J'avais donc l'impression de lire tout le temps la même chose.
Depuis, je n'ai rien lu de lui (ça fait 6 ans), et j'en entends beaucoup parlé sur les blogs donc je commence à en noter quelques uns (clarissa, vu chez kalistina par exemple...)
jeudi 25 octobre 2007 à 16h00
Contente de voir qu'il s'agit d'un coup de coeur partagé. Merci de vos commentaires!
jeudi 25 octobre 2007 à 16h26
Un court roman ou une longue nouvelle, on ne saurait pas trop dire.
En tout cas, un sacré chef d'oeuvre que ce livre.
Comme dans l'ensemble de son oeuvre, Zweig explore le thème de la passion.
Ici, le jeu qui mène à la folie, avec en même temps une dimension "salvatrice" qui au début empêche plutôt la folie (celle d'être entre quatre murs).
Zweig était un immense conteur, et quelqu'un qui savait regarder tout au fond de la psyché humaine, avec lucidité et authenticité.
J'ai des souvenirs de lecture émerveillés de ses romans et de ses nouvelles, Vingt-quatre heures de la vie d'une femme, Amok, L'amour d'Erika Ewald, Lettre d'une inconnue ...
C'est un auteur à lire, sans doute aucun. Et notamment ce fabuleux Joueur d'échecs (qui de plus est très court et facile à lire, ça se lit d'une traite).
dimanche 28 octobre 2007 à 08h42
@ Emeraude: On a passé le bac en même temps alors
Une merveille de livre que je relis toujours avec le même plaisir et le même frisson dans le dos en le refermant...
mercredi 23 janvier 2008 à 18h02
si vous avez aimé , précipitez vous sur "le monde d'hier " souvenirs d'un européen (dans certaines traduction l'ancien monde)

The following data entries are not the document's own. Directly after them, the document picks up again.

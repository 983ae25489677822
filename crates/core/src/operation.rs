//! Business operations that may be rejected with "authentication required".

use std::fmt;

use serde::{Deserialize, Serialize};
use serde_json::Value;

/// A request description that can be issued, captured, and replayed later.
#[derive(Debug, Clone, PartialEq, Eq, Serialize, Deserialize)]
#[serde(tag = "kind", rename_all = "snake_case")]
pub enum Operation {
	/// Send a chat message to the assistant.
	Chat { message: String },
	/// Ask the backend to load all financial data sources for the session.
	Prefetch,
	/// Read the aggregated dashboard.
	Dashboard,
}

impl Operation {
	pub fn chat(message: impl Into<String>) -> Self {
		Operation::Chat { message: message.into() }
	}

	pub fn kind(&self) -> OperationKind {
		match self {
			Operation::Chat { .. } => OperationKind::Chat,
			Operation::Prefetch => OperationKind::Prefetch,
			Operation::Dashboard => OperationKind::Dashboard,
		}
	}
}

#[derive(Debug, Clone, Copy, PartialEq, Eq, Hash, Serialize, Deserialize)]
#[serde(rename_all = "snake_case")]
pub enum OperationKind {
	Chat,
	Prefetch,
	Dashboard,
}

impl fmt::Display for OperationKind {
	fn fmt(&self, f: &mut fmt::Formatter<'_>) -> fmt::Result {
		match self {
			OperationKind::Chat => write!(f, "chat"),
			OperationKind::Prefetch => write!(f, "prefetch"),
			OperationKind::Dashboard => write!(f, "dashboard"),
		}
	}
}

/// Successful response body of an operation.
#[derive(Debug, Clone, PartialEq, Serialize, Deserialize)]
pub struct OperationOutput {
	pub operation: OperationKind,
	pub body: Value,
}

impl OperationOutput {
	pub fn new(operation: OperationKind, body: Value) -> Self {
		Self { operation, body }
	}

	/// Decodes the body into a typed response.
	pub fn decode<T: serde::de::DeserializeOwned>(&self) -> crate::Result<T> {
		Ok(serde_json::from_value(self.body.clone())?)
	}
}
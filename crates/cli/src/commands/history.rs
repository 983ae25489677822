use fi::session::SessionRepository;
use fi::{ConversationHistory, FiError};

use crate::context::CommandContext;
use crate::output::HistoryData;

/// Reads local history only; the backend is never contacted.
pub(crate) fn run(limit: usize, ctx: &CommandContext, command: &str) -> anyhow::Result<()> {
	ctx.finish(command, load(limit, ctx), Vec::new())
}

fn load(limit: usize, ctx: &CommandContext) -> anyhow::Result<HistoryData> {
	if !ctx.persist {
		return Err(FiError::NoSession.into());
	}
	let stored = SessionRepository::new(Some(ctx.config.session_file_path())).load()?.ok_or(FiError::NoSession)?;
	let entries = ctx.history().load(&stored.session_id, limit)?;
	Ok(HistoryData {
		session_id: stored.session_id,
		entries,
	})
}
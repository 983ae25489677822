use fi::Backend;

use crate::context::CommandContext;
use crate::output::HealthData;

pub(crate) async fn run(ctx: &CommandContext, command: &str) -> anyhow::Result<()> {
	let outcome = async {
		let health = ctx.backend()?.health().await?;
		Ok::<_, anyhow::Error>(HealthData {
			api_url: ctx.config.api_url.clone(),
			status: health.status,
			message: health.message,
			active_sessions: health.active_sessions,
		})
	}
	.await;
	ctx.finish(command, outcome, Vec::new())
}
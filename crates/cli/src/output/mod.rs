//! Structured output envelope and payload models.

mod data;
mod format;
mod model;
mod result_builder;

pub use data::*;
pub use format::OutputFormat;
pub use model::*;
pub use result_builder::{ResultBuilder, print_result};
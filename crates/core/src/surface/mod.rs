//! External authentication surfaces.
//!
//! The client never renders the identity provider itself. It obtains a URL
//! from the backend and hands it to a [`Surface`]: the system browser, a
//! dedicated browser window it can close again, or a printed link.

mod system;
mod window;

use std::process::Child;
use std::sync::Arc;

use serde::{Deserialize, Serialize};
use tracing::{debug, info, warn};
use url::Url;

pub use system::{PrintSurface, SystemBrowser, is_headless_environment};
pub use window::BrowserWindow;

use crate::backend::Backend;
use crate::error::{FiError, Result};

/// Something that can show an authentication URL to a person.
pub trait Surface: Send + Sync {
	fn open(&self, url: &Url) -> Result<SurfaceHandle>;

	/// Best effort; surfaces that cannot be closed ignore the call.
	fn close(&self, handle: SurfaceHandle);

	fn name(&self) -> &'static str;
}

/// An opened surface.
#[derive(Debug)]
pub struct SurfaceHandle {
	url: Url,
	child: Option<Child>,
}

impl SurfaceHandle {
	/// A surface the client has no further control over.
	pub fn detached(url: Url) -> Self {
		Self { url, child: None }
	}

	/// A surface backed by a process the client spawned and may terminate.
	pub fn owned(url: Url, child: Child) -> Self {
		Self { url, child: Some(child) }
	}

	pub fn url(&self) -> &Url {
		&self.url
	}

	pub fn is_owned(&self) -> bool {
		self.child.is_some()
	}

	pub(crate) fn into_child(self) -> Option<Child> {
		self.child
	}
}

/// How the authentication URL is presented.
#[derive(Debug, Clone, Copy, Default, PartialEq, Eq, Serialize, Deserialize)]
#[serde(rename_all = "snake_case")]
pub enum SurfaceMode {
	/// System browser, or a printed link in headless environments.
	#[default]
	Auto,
	Browser,
	Window,
	Print,
}

impl SurfaceMode {
	pub fn build(self) -> Arc<dyn Surface> {
		match self {
			SurfaceMode::Auto if is_headless_environment() => Arc::new(PrintSurface),
			SurfaceMode::Auto | SurfaceMode::Browser => Arc::new(SystemBrowser),
			SurfaceMode::Window => Arc::new(BrowserWindow::new()),
			SurfaceMode::Print => Arc::new(PrintSurface),
		}
	}
}

/// Fetches authentication URLs and drives a [`Surface`].
pub struct SurfaceLauncher<B> {
	backend: Arc<B>,
	surface: Arc<dyn Surface>,
}

impl<B: Backend> SurfaceLauncher<B> {
	pub fn new(backend: Arc<B>, surface: Arc<dyn Surface>) -> Self {
		Self { backend, surface }
	}

	/// Asks the backend for the session's authentication URL.
	///
	/// Every failure, including an unusable URL, is reported as
	/// [`FiError::AuthUrlUnavailable`].
	pub async fn obtain_url(&self, session_id: &str) -> Result<Url> {
		let raw = self
			.backend
			.auth_url(session_id)
			.await
			.map_err(|err| FiError::AuthUrlUnavailable(err.to_string()))?;
		let url = validate_auth_url(&raw)?;
		debug!(target = "fi.surface", %session_id, host = url.host_str().unwrap_or_default(), "obtained auth url");
		Ok(url)
	}

	pub fn open(&self, url: &Url) -> Result<SurfaceHandle> {
		let handle = self.surface.open(url)?;
		info!(target = "fi.surface", surface = self.surface.name(), owned = handle.is_owned(), "opened authentication surface");
		Ok(handle)
	}

	pub fn close(&self, handle: SurfaceHandle) {
		debug!(target = "fi.surface", surface = self.surface.name(), "closing authentication surface");
		self.surface.close(handle);
	}
}

fn validate_auth_url(raw: &str) -> Result<Url> {
	let url = Url::parse(raw.trim()).map_err(|e| FiError::AuthUrlUnavailable(format!("malformed URL '{raw}': {e}")))?;
	if !matches!(url.scheme(), "http" | "https") {
		return Err(FiError::AuthUrlUnavailable(format!("unsupported scheme '{}'", url.scheme())));
	}
	if url.host_str().is_none() {
		return Err(FiError::AuthUrlUnavailable("URL has no host".into()));
	}
	if !url.username().is_empty() || url.password().is_some() {
		warn!(target = "fi.surface", "backend returned an auth url with embedded credentials");
		return Err(FiError::AuthUrlUnavailable("URL must not embed credentials".into()));
	}
	Ok(url)
}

notre monde actuel présente bien des similitudes inquiétatntes avec ce monde d'hier .
mercredi 16 avril 2008 à 11h07
J'ai également adoré ce livre, découvert en classe de lettres ! Merci de nous faire partager ton avis !
samedi 17 mai 2008 à 12h19
j'ai lu ce livre qui ma passionée c'est extraordinaire qu'une personne qui n'est pas intelligent dans le sens de cour sait joué au eches qu'avac l'observation.Sachez que ce livre est exellent pour ce qui veulent une seconde générale ou plutard ma devise est "lire et relire" pour retenir je croit que j'ai finis
jeudi 26 mars 2009 à 16h19
Je dois avoir lu l'intégrale de Sweig. J'avais commencé par Amok, coup de coeur immédiat, et j'ai enchaîné jusqu'à épuisement. Mon préféré de l'auteur : la pitié dangereuse. Un livre fabuleux et trop peu connu.
dimanche 14 mars 2010 à 14h46
je viens de lire l'intégrale romans et nouvelle et j'ai énormément apprécié cet auteur je ma lance aujourd'hui dans le joueur d'échecs que tu as tant apprécié je ne devrais donc pas être déçue
jeudi 2 décembre 2010 à 18h32
Un petit roman écrit avec un GRANDIOSE talent...
vendredi 3 février 2012 à 15h09
Un livre superbe. Un grand coup de coeur. Beaucoup de psychologie. De la grande littérature.